Boston's Sargent Summer

Call it Boston's Sargent summer! That's what art fans in his adopted hometown have titled the first major John Singer Sargent retrospective. His famous portraits of the upper class along with landscapes, watercolors and murals grace five cultural institutions across the city. CBS News Sunday Morning Correspondent Jacqueline Adams reports.


John Singer Sargent was an American, but just barely. Born in Florence, Italy, in 1856, he grew up in Europe and actually painted alongside the famed Impressionists of France. But his work received different treatment: While Paris' conservative salon elite rejected the radical impressionists, it accepted and exhibited Sargent's work.

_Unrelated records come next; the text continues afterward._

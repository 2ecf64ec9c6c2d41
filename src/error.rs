//! Queue errors.

use thiserror::Error;

pub type Result<T> = std::result::Result<T, QueueError>;

/// Errors returned by [`DynamicQueue`](crate::DynamicQueue) operations.
#[derive(Error, Clone, Copy, Debug, PartialEq, Eq)]
pub enum QueueError {
    /// The operation needs at least one element, but the queue is empty.
    #[error("Tried to access the head of an empty queue")]
    Underflow,
}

He came to England and America to paint the portraits (usually of the rich and famous) that most of us know him by.

"To see these great people of such noble spirits and good looks and great fortune ... tells us something very fine about human life and aspirations," says Boston's Museum of Fine Arts director, Malcolm Rogers. "He makes it seem rather wonderful."

Sargent was the preeminent portrait painter at the turn of the century on both sides of the Atlantic. But his reputation became a curse, when portraiture went out of style and cubism and fauvism came into vogue.

"He was left behind by what was most radical in European art," says Rogers. "Fashion simply left him behind."

Rogers hopes this summer's exhibits will serve to restore the artist's image. This retrospective is the first since Sargent's death in 1925.

"The point of this exhibition is to say, 'Forget about fashion. Just look at him with the eyes of someone who loves beauty, who loves a great painter's technique and see the real quality of freshness and originality there,'" he says.

Richard Ormand, Sargent's great nephew who helped organize the show, says the artist's upbringing abroad deeply influenced his work.

"He was brought up traveling around Europe looking at art galleries, listening to concerts. He was very reserved," he says. "He'd been brought up in this rather strange, sort of cosmopolitan environment. [He was] very self-reliant, not one to show his feelings and not somebody who readily embraced intimacy."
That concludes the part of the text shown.